Figure 7.. Characterization of electrical activity in induced human neurons by ASAP5-Kv

(A) Two human iNs expressing ASAP5-Kv under the Ubiquitin-C (UbC) promoter imaged at 40 DIV. Cell1 was patched in whole-cell mode for simultaneous recording of its spontaneous activity in electrophysiology (black) and in ASAP5-Kv fluorescence (dark blue). Cell2 was only imaged for its fluorescence change (blue). The asterisks indicate three exemplary states of the two cells and their zoomed-in traces are shown on the lower panel.
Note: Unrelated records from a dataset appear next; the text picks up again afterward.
//! Backtrace extraction.
//!
//! Turns a completed cost/backtrace matrix pair into an edit script, or
//! computes the longest common subsequence / substring directly. The walks
//! here never choose between operations themselves: tie-breaking happened
//! when the matrices were filled.

use crate::matrix::{Grid, Step, TraceMatrix};
use crate::script::EditOp;

/// Walk a backtrace matrix from `(src.len(), tar.len())` back to the origin,
/// producing the edit script in target order.
///
/// `jumps` carries the `(i1, j1)` landing rows/cols of full-transposition
/// cells; `None` for modes whose transpositions are always adjacent. A
/// long-range transposition decomposes into its two moved characters plus
/// the inserts/deletes between them, keeping the script replayable.
pub(crate) fn walk_edit(
    steps: &TraceMatrix,
    jumps: Option<&Grid<(usize, usize)>>,
    src: &[char],
    tar: &[char],
) -> Vec<EditOp> {
    let mut ops = Vec::with_capacity(src.len().max(tar.len()));
    let mut i = src.len();
    let mut j = tar.len();
    loop {
        match steps[(i, j)] {
            Step::Stop => break,
            Step::Match => {
                ops.push(EditOp::Match { src: i - 1, tar: j - 1 });
                i -= 1;
                j -= 1;
            }
            Step::Sub => {
                ops.push(EditOp::Substitute {
                    src: i - 1,
                    tar: j - 1,
                    ch: tar[j - 1],
                });
                i -= 1;
                j -= 1;
            }
            Step::Del => {
                ops.push(EditOp::Delete { src: i - 1 });
                i -= 1;
            }
            Step::Ins => {
                ops.push(EditOp::Insert {
                    tar: j - 1,
                    ch: tar[j - 1],
                });
                j -= 1;
            }
            Step::Trans => {
                let (i1, j1) = match jumps {
                    Some(jumps) => jumps[(i, j)],
                    None => (i - 1, j - 1),
                };
                if i1 == i - 1 && j1 == j - 1 {
                    ops.push(EditOp::Transpose { src: i - 2, tar: j - 2 });
                } else {
                    // Ops are accumulated back to front, so push the block
                    // in reverse target order.
                    ops.push(EditOp::Substitute {
                        src: i1 - 1,
                        tar: j - 1,
                        ch: tar[j - 1],
                    });
                    for tpos in (j1..=j - 2).rev() {
                        ops.push(EditOp::Insert { tar: tpos, ch: tar[tpos] });
                    }
                    ops.push(EditOp::Substitute {
                        src: i - 1,
                        tar: j1 - 1,
                        ch: tar[j1 - 1],
                    });
                    for spos in (i1..=i - 2).rev() {
                        ops.push(EditOp::Delete { src: spos });
                    }
                }
                i = i1 - 1;
                j = j1 - 1;
            }
        }
    }
    ops.reverse();
    ops
}

/// Longest common subsequence.
///
/// Multiple maximal subsequences generally exist; the canonical choice here
/// is fixed by the walk: diagonal matches are always taken, and an
/// up-vs-left tie moves up, resolving towards earlier source positions.
pub(crate) fn lcs(src: &[char], tar: &[char]) -> String {
    let n = src.len();
    let m = tar.len();
    if n == 0 || m == 0 {
        return String::new();
    }
    let mut dp: Grid<usize> = Grid::new(n + 1, m + 1, 0);
    for i in 1..=n {
        for j in 1..=m {
            dp[(i, j)] = if src[i - 1] == tar[j - 1] {
                dp[(i - 1, j - 1)] + 1
            } else {
                dp[(i - 1, j)].max(dp[(i, j - 1)])
            };
        }
    }
    let mut out = Vec::with_capacity(dp[(n, m)]);
    let (mut i, mut j) = (n, m);
    while i > 0 && j > 0 {
        if src[i - 1] == tar[j - 1] {
            out.push(src[i - 1]);
            i -= 1;
            j -= 1;
        } else if dp[(i - 1, j)] >= dp[(i, j - 1)] {
            i -= 1;
        } else {
            j -= 1;
        }
    }
    out.reverse();
    out.into_iter().collect()
}

/// Longest common contiguous substring.
///
/// Classic suffix DP with a running best-(length, end) tracker reset to zero
/// on every mismatch; no backtrace storage is needed. The first maximal
/// occurrence (earliest end position in the source) wins ties.
pub(crate) fn lcs_str(src: &[char], tar: &[char]) -> String {
    let n = src.len();
    let m = tar.len();
    if n == 0 || m == 0 {
        return String::new();
    }
    let mut prev = vec![0usize; m + 1];
    let mut curr = vec![0usize; m + 1];
    let mut best_len = 0usize;
    let mut best_end = 0usize; // exclusive end in src
    for i in 1..=n {
        for j in 1..=m {
            curr[j] = if src[i - 1] == tar[j - 1] {
                prev[j - 1] + 1
            } else {
                0
            };
            if curr[j] > best_len {
                best_len = curr[j];
                best_end = i;
            }
        }
        std::mem::swap(&mut prev, &mut curr);
    }
    src[best_end - best_len..best_end].iter().collect()
}

mod test {
    use super::*;

    fn chars(s: &str) -> Vec<char> {
        s.chars().collect()
    }

    #[test]
    fn test_lcs_unique() {
        assert_eq!(lcs(&chars("AGGTAB"), &chars("GXTXAYB")), "GTAB");
    }

    #[test]
    fn test_lcs_identical_and_empty() {
        assert_eq!(lcs(&chars("abc"), &chars("abc")), "abc");
        assert_eq!(lcs(&chars(""), &chars("abc")), "");
        assert_eq!(lcs(&chars("xyz"), &chars("abc")), "");
    }

    #[test]
    fn test_lcs_deterministic_on_ties() {
        // "ab" vs "ba" has two maximal subsequences ("a" and "b"); the
        // canonical walk must always return the same one.
        let first = lcs(&chars("ab"), &chars("ba"));
        for _ in 0..10 {
            assert_eq!(lcs(&chars("ab"), &chars("ba")), first);
        }
        assert_eq!(first.len(), 1);
    }

    #[test]
    fn test_lcs_str_basic() {
        assert_eq!(lcs_str(&chars("ababc"), &chars("xabcx")), "abc");
        assert_eq!(lcs_str(&chars("abc"), &chars("xyz")), "");
        assert_eq!(lcs_str(&chars(""), &chars("abc")), "");
    }

    #[test]
    fn test_lcs_str_prefers_first_maximal() {
        // "ab" and "cd" both have length 2; the earlier one in src wins.
        assert_eq!(lcs_str(&chars("abzcd"), &chars("cdzab")), "ab");
    }
}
Frame rate was 400 fps. (B) Eight ASAP5-Kv expressing human iNs network (hSyn promoter; 41 DIV) imaged at 100 fps revealing their supra- and sub-threshold activity in cellular resolution. (C) Left, a human iN expressing virally introduced ASAP5-Kv (hSyn promoter; 80 DIV). Middle, simultaneous recording of spontaneous activity in electrophysiology (black) and ASAP5-Kv fluorescence (blue) with TTX (1 μM) and PTX (50 μM) in the bath solution to block AP-generated synaptic activity and inhibitory transmission. The red circles indicate miniature events detected by using a template search algorithm. Right, averages of electrical (black) and fluorescent signal (blue) for 42 mEPSPs recorded from the same neuron during 1 min.